Shakespeare characters, by contrast, I am more willing to admit to the status of potentially slashable. Perhaps this is because I am already used to the idea that there exist as many different interpretations of the stories as there do productions of the plays, and thus it is not much effort at all to acknowledge the possibility of Olivia/Viola or Antonio/Sebastian despite the fact that I have known Twelfth Night (or at least the 1996 movie) forwards and backwards since (again) before I was aware of sub-textual same-sex pairings (or, perhaps, even homosexuality in general). Although I do grant the validity of such pairings as Antonio/Sebastian or Antonio/Bassanio or Mercutio/Benvolio, I don't have that much interest in them, but this is due to a general lack of interest in the characters themselves, and adding a bit of romance to their relationships doesn't go far to recommend them . . . not unless there is something worthwhile in the actual characters as well;
pargoletta's
Caro, for example, has indeed shown me appreciable aspects of Mercutio and Benvolio.

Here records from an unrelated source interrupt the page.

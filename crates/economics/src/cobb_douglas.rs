//! Cobb-Douglas rebate split
//!
//! `reward = total_rewards * (fees / total_fees)^α * (stake / total_stake)^(1 - α)`
//! with `α = numerator / denominator`.

use crate::errors::{MathError, MathResult};
use crate::fixed::{exp_wad, ln_wad, mul_div, mul_wad, mul_wad_signed, WAD};
use serde::{Deserialize, Serialize};
use std::fmt;

/// Cobb-Douglas exponent `α` as a ratio
#[derive(Debug, Clone, Copy, PartialEq, Eq, Serialize, Deserialize)]
pub struct RebateRatio {
    pub numerator: u32,
    pub denominator: u32,
}

impl RebateRatio {
    pub const fn new(numerator: u32, denominator: u32) -> Self {
        Self {
            numerator,
            denominator,
        }
    }

    /// `0 <= α <= 1` with a non-zero denominator
    pub fn is_valid(&self) -> bool {
        self.denominator > 0 && self.numerator <= self.denominator
    }

    /// α as a WAD
    pub fn alpha_wad(&self) -> MathResult<u128> {
        mul_div(self.numerator as u128, WAD, self.denominator as u128)
    }
}

impl Default for RebateRatio {
    fn default() -> Self {
        Self::new(77, 100)
    }
}

impl fmt::Display for RebateRatio {
    fn fmt(&self, f: &mut fmt::Formatter<'_>) -> fmt::Result {
        write!(f, "{}/{}", self.numerator, self.denominator)
    }
}

/// Share of `total_rewards` owed to a participant contributing `fees` out of
/// `total_fees` and `stake` out of `total_stake`.
///
/// Zero fees, zero stake or zero `total_fees` yield zero. `α == 1` and
/// `α == 0` are exact proportional splits.
pub fn cobb_douglas(
    total_rewards: u128,
    fees: u128,
    total_fees: u128,
    stake: u128,
    total_stake: u128,
    ratio: RebateRatio,
) -> MathResult<u128> {
    if !ratio.is_valid() {
        return Err(MathError::Domain("cobb-douglas alpha outside [0, 1]"));
    }
    if total_rewards == 0 || total_fees == 0 || fees == 0 || stake == 0 {
        return Ok(0);
    }
    if ratio.numerator == ratio.denominator {
        return mul_div(total_rewards, fees, total_fees);
    }
    if total_stake == 0 {
        return Ok(0);
    }
    if ratio.numerator == 0 {
        return mul_div(total_rewards, stake, total_stake);
    }

    let fee_share = mul_div(fees, WAD, total_fees)?;
    let stake_share = mul_div(stake, WAD, total_stake)?;
    if fee_share == 0 || stake_share == 0 {
        return Ok(0);
    }

    let alpha = ratio.alpha_wad()?;
    let weighted = mul_wad_signed(ln_wad(fee_share)?, alpha)?
        .checked_add(mul_wad_signed(ln_wad(stake_share)?, WAD - alpha)?)
        .ok_or(MathError::Overflow("cobb_douglas"))?;
    let factor = exp_wad(weighted)?;
    mul_wad(total_rewards, factor)
}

All of which is, again, to say that what I have found to be most compelling to me of slash fiction is the overall treatment and exploration of the characters---well-liked, familiar characters to whom I am much attached---rather than that one feature which gives the genre its name, although this itself is not unenjoyable. As I've explained it, I grant, this may sound rather demanding, but I do not think of it as so: I don't require character driven epic; I like just some quality time with old friends.